This question seems to be a little older, but since I stumbled about the same problem:
Alexander Torstling's answer and the comments below work actually well for me.
What's nice is that even though c# does not provide it's own way for enabling floating point exceptions, it can still catch them (for c++ you need a conversion first).
C#-code is here:
using System;
using System.Collections.Generic;
using System.Linq;
using System.Text;
using System.Threading.Tasks;
using System.Runtime.InteropServices;
namespace ConsoleApplication2
{
class Program
{
[System.Runtime.InteropServices.DllImport("msvcrt.dll")]
public static extern uint _control87(uint a, uint b);
[System.Runtime.InteropServices.DllImport("msvcrt.dll")]
public static extern uint _clearfp();
static void Main(string[] args)
{
float zero = 0.0f - args.Length; // Want 0.0f. Fool compiler...
System.Console.WriteLine("zero = " + zero.ToString());
// A NaN which does not throw exception
float firstNaN = zero / 0.0f;
System.Console.WriteLine("firstNaN= " + firstNaN.ToString());
// Now turn on floating-point exceptions
uint empty = 0;
uint cw = _control87(empty, empty); // Debugger halts on this one and complains about false signature, but continue works.

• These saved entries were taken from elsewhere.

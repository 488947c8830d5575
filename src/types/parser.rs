//! Recursive-descent parser for ClickHouse type strings.
//!
//! This module implements token-based type parsing with AST caching for
//! type strings such as `Array(Nullable(String))` or
//! `Map(LowCardinality(String), Tuple(UInt64, Float64))`.

use super::TypeCode;
use crate::{
    Error,
    Result,
};
use std::{
    cell::RefCell,
    collections::HashMap,
};

/// Token types used during parsing
#[derive(Debug, Clone, Copy, PartialEq, Eq)]
enum TokenType {
    Invalid = 0,
    Assign,
    Name,
    Number,
    #[allow(dead_code)]
    String,
    LPar, // Left parenthesis (
    RPar, // Right parenthesis )
    Comma,
    QuotedString, // String with quotation marks included
    Eos,          // End of string
}

/// Token with type and value
#[derive(Debug, Clone)]
struct Token<'a> {
    token_type: TokenType,
    value: &'a str,
}

/// TypeAst meta-type classification
#[derive(Debug, Clone, Copy, PartialEq, Eq)]
pub enum TypeMeta {
    Array,
    Assign,
    Null,
    Nullable,
    Number,
    String,
    Terminal,
    Tuple,
    Enum,
    LowCardinality,
    SimpleAggregateFunction,
    Map,
}

/// Abstract Syntax Tree for a type definition
#[derive(Debug, Clone, PartialEq)]
pub struct TypeAst {
    /// Type's category
    pub meta: TypeMeta,
    /// Type code
    pub code: TypeCode,
    /// Type's name
    pub name: String,
    /// Value associated with the node (for fixed-width types and enum values)
    pub value: i64,
    /// String value (for timezone, enum names, etc.)
    pub value_string: String,
    /// Sub-elements of the type (for composite types, enum items)
    pub elements: Vec<TypeAst>,
}

impl Default for TypeAst {
    fn default() -> Self {
        Self {
            meta: TypeMeta::Terminal,
            code: TypeCode::Void,
            name: String::new(),
            value: 0,
            value_string: String::new(),
            elements: Vec::new(),
        }
    }
}

/// Recursive-descent tokenizer and parser producing a `TypeAst`.
pub struct TypeParser<'a> {
    /// Current position in input string
    cur: usize,
    /// Input string bytes
    input: &'a str,
    /// Stack of open elements during parsing
    open_elements: Vec<*mut TypeAst>,
    /// Current AST node being built
    current_type: Option<*mut TypeAst>,
}

impl<'a> TypeParser<'a> {
    /// Create a new parser for the given type name
    pub fn new(name: &'a str) -> Self {
        Self {
            cur: 0,
            input: name,
            open_elements: Vec::new(),
            current_type: None,
        }
    }

    /// Parse the type string into a TypeAst
    pub fn parse(&mut self, type_ast: &mut TypeAst) -> bool {
        // Safety: raw pointers into the AST being built let the tokenizer
        // cursor walk into nested elements without a borrow-checker fight;
        // we ensure:
        // 1. Pointers are only used during parsing (within this function)
        // 2. No pointers escape this function
        // 3. TypeAst outlives all pointer operations

        let type_ptr: *mut TypeAst = type_ast as *mut TypeAst;
        self.current_type = Some(type_ptr);
        self.open_elements.push(type_ptr);

        let mut processed_tokens = 0;

        loop {
            let token = self.next_token();

            match token.token_type {
                TokenType::QuotedString => {
                    unsafe {
                        let current = self.current_type.unwrap();
                        (*current).meta = TypeMeta::String; // Use String meta for quoted strings
                                                            // Remove quotes from value
                        if token.value.len() >= 2 {
                            (*current).value_string = token.value
                                [1..token.value.len() - 1]
                                .to_string();
                        } else {
                            (*current).value_string = String::new();
                        }
                        (*current).code = TypeCode::String;
                    }
                }

                TokenType::Name => unsafe {
                    let current = self.current_type.unwrap();
                    (*current).meta = get_type_meta(token.value);
                    (*current).name = token.value.to_string();
                    (*current).code = get_type_code(token.value);
                },

                TokenType::Number => unsafe {
                    let current = self.current_type.unwrap();
                    (*current).meta = TypeMeta::Number;
                    (*current).value = token.value.parse::<i64>().unwrap_or(0);
                },

                TokenType::String => unsafe {
                    let current = self.current_type.unwrap();
                    (*current).meta = TypeMeta::String;
                    (*current).value_string = token.value.to_string();
                },

                TokenType::LPar => {
                    unsafe {
                        let current = self.current_type.unwrap();
                        (*current).elements.push(TypeAst::default());
                        self.open_elements.push(current);
                        // Get pointer to last element
                        let last_idx = (*current).elements.len() - 1;
                        let elements_ptr = (*current).elements.as_mut_ptr();
                        let new_current = elements_ptr.add(last_idx);
                        self.current_type = Some(new_current);
                    }
                }

                TokenType::RPar => {
                    self.open_elements.pop();
                    if let Some(&parent) = self.open_elements.last() {
                        self.current_type = Some(parent);
                    }
                }

                TokenType::Assign | TokenType::Comma => {
                    self.open_elements.pop();
                    if let Some(&parent) = self.open_elements.last() {
                        unsafe {
                            (*parent).elements.push(TypeAst::default());
                            self.open_elements.push(parent);
                            let last_idx = (*parent).elements.len() - 1;
                            let elements_ptr = (*parent).elements.as_mut_ptr();
                            let new_current = elements_ptr.add(last_idx);
                            self.current_type = Some(new_current);
                        }
                    }
                }

                TokenType::Eos => {
                    // Unbalanced braces/brackets is an error
                    if self.open_elements.len() != 1 {
                        return false;
                    }

                    // Empty input string
                    if processed_tokens == 0 {
                        return false;
                    }

                    return validate_ast(type_ast);
                }

                TokenType::Invalid => {
                    return false;
                }
            }

            processed_tokens += 1;
        }
    }

    /// Get next token from input
    fn next_token(&mut self) -> Token<'a> {
        let bytes = self.input.as_bytes();

        // Skip whitespace
        while self.cur < bytes.len() {
            match bytes[self.cur] as char {
                ' ' | '\n' | '\t' | '\0' => {
                    self.cur += 1;
                    continue;
                }
                '=' => {
                    let start = self.cur;
                    self.cur += 1;
                    return Token {
                        token_type: TokenType::Assign,
                        value: &self.input[start..self.cur],
                    };
                }
                '(' => {
                    let start = self.cur;
                    self.cur += 1;
                    return Token {
                        token_type: TokenType::LPar,
                        value: &self.input[start..self.cur],
                    };
                }
                ')' => {
                    let start = self.cur;
                    self.cur += 1;
                    return Token {
                        token_type: TokenType::RPar,
                        value: &self.input[start..self.cur],
                    };
                }
                ',' => {
                    let start = self.cur;
                    self.cur += 1;
                    return Token {
                        token_type: TokenType::Comma,
                        value: &self.input[start..self.cur],
                    };
                }
                '\'' => {
                    // Quoted string
                    let start = self.cur;
                    self.cur += 1;

                    // Fast forward to closing quote
                    while self.cur < bytes.len() {
                        if bytes[self.cur] as char == '\'' {
                            self.cur += 1;
                            return Token {
                                token_type: TokenType::QuotedString,
                                value: &self.input[start..self.cur],
                            };
                        }
                        self.cur += 1;
                    }

                    return Token {
                        token_type: TokenType::QuotedString,
                        value: &self.input[start..self.cur],
                    };
                }
                _ => {
                    let start = self.cur;
                    let ch = bytes[self.cur] as char;

                    // Identifier (name)
                    if ch.is_alphabetic() || ch == '_' {
                        while self.cur < bytes.len() {
                            let c = bytes[self.cur] as char;
                            if !c.is_alphanumeric() && c != '_' {
                                break;
                            }
                            self.cur += 1;
                        }
                        return Token {
                            token_type: TokenType::Name,
                            value: &self.input[start..self.cur],
                        };
                    }

                    // Number
                    if ch.is_numeric() || ch == '-' {
                        self.cur += 1;
                        while self.cur < bytes.len() {
                            if !(bytes[self.cur] as char).is_numeric() {
                                break;
                            }
                            self.cur += 1;
                        }
                        return Token {
                            token_type: TokenType::Number,
                            value: &self.input[start..self.cur],
                        };
                    }

                    return Token {
                        token_type: TokenType::Invalid,
                        value: "",
                    };
                }
            }
        }

        Token { token_type: TokenType::Eos, value: "" }
    }
}

/// Get TypeMeta from type name
fn get_type_meta(name: &str) -> TypeMeta {
    match name {
        "Array" => TypeMeta::Array,
        "Null" => TypeMeta::Null,
        "Nullable" => TypeMeta::Nullable,
        "Tuple" => TypeMeta::Tuple,
        "Enum8" | "Enum16" => TypeMeta::Enum,
        "LowCardinality" => TypeMeta::LowCardinality,
        "SimpleAggregateFunction" => TypeMeta::SimpleAggregateFunction,
        "Map" => TypeMeta::Map,
        _ => TypeMeta::Terminal,
    }
}

/// Get TypeCode from type name
fn get_type_code(name: &str) -> TypeCode {
    match name {
        "Void" => TypeCode::Void,
        "Int8" => TypeCode::Int8,
        "Int16" => TypeCode::Int16,
        "Int32" => TypeCode::Int32,
        "Int64" => TypeCode::Int64,
        "Bool" | "UInt8" => TypeCode::UInt8,
        "UInt16" => TypeCode::UInt16,
        "UInt32" => TypeCode::UInt32,
        "UInt64" => TypeCode::UInt64,
        "Float32" => TypeCode::Float32,
        "Float64" => TypeCode::Float64,
        "String" => TypeCode::String,
        "FixedString" => TypeCode::FixedString,
        "DateTime" => TypeCode::DateTime,
        "DateTime64" => TypeCode::DateTime64,
        "Date" => TypeCode::Date,
        "Date32" => TypeCode::Date32,
        "Array" => TypeCode::Array,
        "Nullable" => TypeCode::Nullable,
        "Tuple" => TypeCode::Tuple,
        "Enum8" => TypeCode::Enum8,
        "Enum16" => TypeCode::Enum16,
        "UUID" => TypeCode::UUID,
        "IPv4" => TypeCode::IPv4,
        "IPv6" => TypeCode::IPv6,
        "Int128" => TypeCode::Int128,
        "UInt128" => TypeCode::UInt128,
        "Decimal" => TypeCode::Decimal,
        "Decimal32" => TypeCode::Decimal32,
        "Decimal64" => TypeCode::Decimal64,
        "Decimal128" => TypeCode::Decimal128,
        "LowCardinality" => TypeCode::LowCardinality,
        "Map" => TypeCode::Map,
        _ => TypeCode::Void,
    }
}

/// Validate the parsed AST
fn validate_ast(ast: &TypeAst) -> bool {
    // Void terminal that is not actually "void" is an unknown type
    if ast.meta == TypeMeta::Terminal
        && ast.code == TypeCode::Void
        && !ast.name.eq_ignore_ascii_case("void")
        && !ast.name.is_empty()
    {
        return false;
    }

    true
}

// Thread-local cache for parsed type names.
// Each thread maintains its own cache for zero-overhead lookups.
thread_local! {
    static TYPE_CACHE: RefCell<HashMap<String, TypeAst>> =
        RefCell::new(HashMap::new());
}

/// Parse a type name and return cached AST
pub fn parse_type_name(type_name: &str) -> Result<TypeAst> {
    TYPE_CACHE.with(|cache| {
        // Try to get from thread-local cache
        if let Some(ast) = cache.borrow().get(type_name) {
            return Ok(ast.clone());
        }

        // Parse new AST
        let mut ast = TypeAst::default();
        let mut parser = TypeParser::new(type_name);

        if !parser.parse(&mut ast) {
            return Err(Error::Protocol(format!(
                "Failed to parse type: {}",
                type_name
            )));
        }

        // Cache the result in thread-local storage
        cache.borrow_mut().insert(type_name.to_string(), ast.clone());
        Ok(ast)
    })
}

System.Console.WriteLine(cw.ToString());
uint MCW_EM = 0x0008001f; // From float.h
uint _EM_INVALID = 0x00000010; // From float.h (invalid corresponds to NaN
// See http://www.fortran-2000.com/ArnaudRecipes/CompilerTricks.html#x86_FP
cw &= ~(_EM_INVALID);
_clearfp(); // Clear floating point error word.
_control87(cw, MCW_EM); // Debugger halts on this one and complains about false signature, but continue works.
System.Console.WriteLine(cw.ToString());
// A NaN which does throw exception
float secondNaN = 0;
try
{
// Put as much code here as you like.
// Enable "break when an exception is thrown" in the debugger
// for system exceptions to get to the line where it is thrown
// before catching it below.
secondNaN = zero / 0.0f;
}
catch (System.Exception ex)
{
_clearfp(); // Clear floating point error word.
}
System.Console.WriteLine("secondNaN= " + secondNaN.ToString());
}
}
}
The exception I get is {"Overflow or underflow in the arithmetic operation."} System.Exception {System.ArithmeticException}
Not sure why the debugger complains about the signature of _control87; anybody who can improve on that?
"Continue" works fine for me, though.